En effet, poursuit-on, le plébiscite est le procédé favori du césarisme et le referendum royal n’est pas autre chose que le pouvoir personnel tempéré par des plébiscites. Le plébiscite est la mise en action de la démocratie directe. On dit au peuple : « C’est abdiquer à moitié sa souveraineté que de la déléguer : fais tes affaires toi-même. » Mais le prince épie le moment favorable, choisit ses instrumens et dicte lui-même la réponse qu’il sollicite. La monarchie impériale française fut étayée, de 1851 à 1870, sur des plébiscites : ces sortes de consultations populaires étaient à leur place.

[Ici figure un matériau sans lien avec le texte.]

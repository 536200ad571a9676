//! Contract Gateway
//!
//! Typed read/write surface over the wallet transport. Reads decode and
//! normalize through [`lib_evm`] and collapse every failure into `None`, so
//! views render one uniform "no data" state. Writes submit through the
//! wallet, block until the first confirmation, and report outcomes through
//! the [`GatewayError`] enumeration - call sites branch on its finite set
//! of kinds, never on transport error shapes.

use std::time::Duration;

use alloy_primitives::{hex, Address};
use futures_util::future::{select, Either};
use lib_evm::calls;
use shared::{Allocation, BulkRow, CategoryInfo};
use thiserror::Error;

use crate::services::transport::{self, CallRequest, ProviderError};
use crate::utils::constants::{
    AIRDROP_CONTRACT, RECEIPT_POLL_MS, REQUEST_TIMEOUT_MS, VESTING_CONTRACT,
};

#[derive(Clone, Debug, Error, PartialEq, Eq)]
pub enum GatewayError {
    #[error("no browser wallet detected - install MetaMask to continue")]
    TransportMissing,
    #[error("transaction rejected")]
    Rejected,
    #[error("request timeout - please refresh")]
    Timeout,
    #[error("invalid address: {0}")]
    InvalidAddress(String),
    #[error("{0}")]
    Call(String),
}

impl From<ProviderError> for GatewayError {
    fn from(err: ProviderError) -> Self {
        match err {
            ProviderError::Missing => Self::TransportMissing,
            ProviderError::Rejected => Self::Rejected,
            ProviderError::UnrecognizedChain | ProviderError::Rpc(_) => Self::Call(err.to_string()),
        }
    }
}

impl GatewayError {
    /// User rejection is an expected outcome, surfaced as a lightweight
    /// notice rather than an application error.
    pub fn is_rejection(&self) -> bool {
        matches!(self, Self::Rejected)
    }
}

/// Validate an address-shaped form field before anything leaves the page.
pub fn parse_address_field(input: &str) -> Result<Address, GatewayError> {
    shared::utils::parse_address(input)
        .map_err(|_| GatewayError::InvalidAddress(input.trim().to_string()))
}

/// Race a data-loading future against the configured deadline. The pending
/// request is not aborted on expiry; its result is simply never applied.
pub async fn with_deadline<T>(fut: impl core::future::Future<Output = T>) -> Result<T, GatewayError> {
    let deadline = gloo_timers::future::TimeoutFuture::new(REQUEST_TIMEOUT_MS);
    match select(Box::pin(fut), Box::pin(deadline)).await {
        Either::Left((value, _)) => Ok(value),
        Either::Right(_) => Err(GatewayError::Timeout),
    }
}

/// Resolve the signing account, prompting for authorization if the wallet
/// has not granted it yet. Prefers `preferred` when the wallet still holds
/// it; otherwise falls back to the wallet's default account.
pub async fn signer(preferred: Option<Address>) -> Result<Address, GatewayError> {
    if !transport::is_available() {
        return Err(GatewayError::TransportMissing);
    }
    let accounts = transport::request_accounts().await?;
    match preferred {
        Some(wanted) if accounts.contains(&wanted) => Ok(wanted),
        _ => accounts
            .first()
            .copied()
            .ok_or_else(|| GatewayError::Call("wallet returned no accounts".to_string())),
    }
}

/// A call handle bound to one signer and one deployed contract.
///
/// Handles are rebuilt for every call and never cached, so a handle can
/// never outlive an account switch and go stale.
pub struct BoundContract {
    from: Option<Address>,
    to: Address,
}

pub fn bound_contract(from: Option<Address>) -> BoundContract {
    BoundContract { from, to: VESTING_CONTRACT }
}

pub fn bound_airdropper(from: Option<Address>) -> BoundContract {
    BoundContract { from, to: AIRDROP_CONTRACT }
}

impl BoundContract {
    fn request_for(&self, data: Vec<u8>) -> CallRequest {
        CallRequest {
            from: self.from.map(|address| address.to_string()),
            to: self.to.to_string(),
            data: format!("0x{}", hex::encode(data)),
        }
    }

    async fn call(&self, data: Vec<u8>) -> Result<Vec<u8>, GatewayError> {
        Ok(transport::eth_call(&self.request_for(data)).await?)
    }

    /// Submit a transaction and block until its first confirmation.
    async fn send(&self, data: Vec<u8>) -> Result<String, GatewayError> {
        if self.from.is_none() {
            return Err(GatewayError::Call("no signing account bound".to_string()));
        }
        let hash = transport::send_transaction(&self.request_for(data)).await?;
        log::info!("submitted transaction {hash}, awaiting confirmation");

        loop {
            gloo_timers::future::sleep(Duration::from_millis(RECEIPT_POLL_MS)).await;
            match transport::transaction_receipt(&hash).await? {
                Some(receipt) => {
                    if receipt.status.as_deref() == Some("0x0") {
                        return Err(GatewayError::Call("transaction reverted".to_string()));
                    }
                    return Ok(receipt.transaction_hash);
                }
                None => continue,
            }
        }
    }
}

// ---------------------------------------------------------------------------
// Reads: every failure collapses to None so callers render one uniform
// empty state. The underlying reason still goes to the log.
// ---------------------------------------------------------------------------

async fn read(handle: BoundContract, data: Vec<u8>) -> Option<Vec<u8>> {
    match handle.call(data).await {
        Ok(reply) => Some(reply),
        Err(err) => {
            log::warn!("contract read failed: {err}");
            None
        }
    }
}

pub async fn fetch_allocation(beneficiary: Address) -> Option<Allocation> {
    let reply = read(bound_contract(None), calls::allocation_of(beneficiary)).await?;
    decode_or_warn(calls::decode_allocation(&reply))
}

/// Balance in the token's smallest unit, as a decimal string.
pub async fn fetch_balance(holder: Address) -> Option<String> {
    let reply = read(bound_contract(None), calls::balance_of(holder)).await?;
    decode_or_warn(calls::decode_balance(&reply))
}

pub async fn fetch_owner() -> Option<Address> {
    let reply = read(bound_contract(None), calls::owner()).await?;
    decode_or_warn(calls::decode_owner(&reply))
}

pub async fn fetch_airdrop_owner() -> Option<Address> {
    let reply = read(bound_airdropper(None), calls::airdrop_owner()).await?;
    decode_or_warn(calls::decode_airdrop_owner(&reply))
}

pub async fn fetch_category(index: u32) -> Option<CategoryInfo> {
    let reply = read(bound_contract(None), calls::category(index)).await?;
    decode_or_warn(calls::decode_category(&reply))
}

pub async fn fetch_address_change_approved(beneficiary: Address) -> Option<bool> {
    let reply = read(bound_contract(None), calls::address_change_approved(beneficiary)).await?;
    decode_or_warn(calls::decode_address_change_approved(&reply))
}

pub async fn is_owner(account: Address) -> bool {
    fetch_owner().await == Some(account)
}

pub async fn is_airdrop_owner(account: Address) -> bool {
    fetch_airdrop_owner().await == Some(account)
}

fn decode_or_warn<T>(decoded: Result<T, lib_evm::AbiError>) -> Option<T> {
    match decoded {
        Ok(value) => Some(value),
        Err(err) => {
            log::warn!("reply decoding failed: {err}");
            None
        }
    }
}

// ---------------------------------------------------------------------------
// Writes: each resolves the signer fresh, submits, and waits for the first
// confirmation. The confirmed transaction hash comes back for display.
// ---------------------------------------------------------------------------

pub async fn claim(from: Address) -> Result<String, GatewayError> {
    let from = signer(Some(from)).await?;
    bound_contract(Some(from)).send(calls::claim()).await
}

pub async fn allocate_batch(
    from: Address,
    category: u32,
    rows: &[BulkRow],
) -> Result<String, GatewayError> {
    let from = signer(Some(from)).await?;
    bound_contract(Some(from)).send(calls::allocate_batch(category, rows)).await
}

pub async fn revoke_allocation(from: Address, beneficiary: Address) -> Result<String, GatewayError> {
    let from = signer(Some(from)).await?;
    bound_contract(Some(from)).send(calls::revoke_allocation(beneficiary)).await
}

pub async fn change_address(
    from: Address,
    old_address: Address,
    new_address: Address,
) -> Result<String, GatewayError> {
    let from = signer(Some(from)).await?;
    bound_contract(Some(from)).send(calls::change_address(old_address, new_address)).await
}

pub async fn approve_address_change(from: Address) -> Result<String, GatewayError> {
    let from = signer(Some(from)).await?;
    bound_contract(Some(from)).send(calls::approve_address_change()).await
}

pub async fn revoke_address_change_approval(from: Address) -> Result<String, GatewayError> {
    let from = signer(Some(from)).await?;
    bound_contract(Some(from)).send(calls::revoke_address_change_approval()).await
}

pub async fn emergency_withdraw(from: Address, to: Address) -> Result<String, GatewayError> {
    let from = signer(Some(from)).await?;
    bound_contract(Some(from)).send(calls::emergency_withdraw(to)).await
}

pub async fn airdrop_transfer(
    from: Address,
    token: Address,
    rows: &[BulkRow],
) -> Result<String, GatewayError> {
    let from = signer(Some(from)).await?;
    bound_airdropper(Some(from)).send(calls::batch_transfer(token, rows)).await
}

#[cfg(test)]
mod tests {
    use super::*;

    #[test]
    fn provider_errors_map_onto_gateway_kinds() {
        assert_eq!(GatewayError::from(ProviderError::Missing), GatewayError::TransportMissing);
        assert_eq!(GatewayError::from(ProviderError::Rejected), GatewayError::Rejected);
        assert!(matches!(
            GatewayError::from(ProviderError::Rpc("execution reverted: no allocation".into())),
            GatewayError::Call(_)
        ));
    }

    #[test]
    fn rejection_is_the_only_non_alarming_kind() {
        assert!(GatewayError::Rejected.is_rejection());
        assert!(!GatewayError::Timeout.is_rejection());
        assert!(!GatewayError::TransportMissing.is_rejection());
    }

    #[test]
    fn malformed_field_input_short_circuits_locally() {
        for input in ["", "0x12", "hello", "0xZZD337AC87EDf41A740AedD386d7f650D29D6e90"] {
            assert!(matches!(
                parse_address_field(input),
                Err(GatewayError::InvalidAddress(_))
            ));
        }
        assert!(parse_address_field("0x4c1f8e0ddd02b4a2aaa68dd7c40e09db370eab71").is_ok());
    }

    #[test]
    fn call_failures_keep_the_underlying_reason() {
        let err = GatewayError::from(ProviderError::Rpc("execution reverted: not owner".into()));
        assert_eq!(err.to_string(), "execution reverted: not owner");
    }
}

Mais Louis-Napoléon Bonaparte avait averti les Français, dans sa proclamation du 14 janvier 1852, que son action devait être « libre, sans entraves, » et que les ministres, s’ils restaient les auxiliaires honorés de sa pensée, « ne pourraient plus former un conseil responsable, composé de membres solidaires, obstacle journalier à l’impulsion particulière du chef de l’État. » Or ce régime est précisément l’inverse de celui que le congrès national entendit établir, le 22 novembre 1830, en déclarant « que le peuple belge adoptait, pour forme de son gouvernement, la monarchie constitutionnelle représentative sous un chef héréditaire. » Il n’y a pas le moindre point de contact entre l’empire plébiscitaire et la monarchie belge de 1831.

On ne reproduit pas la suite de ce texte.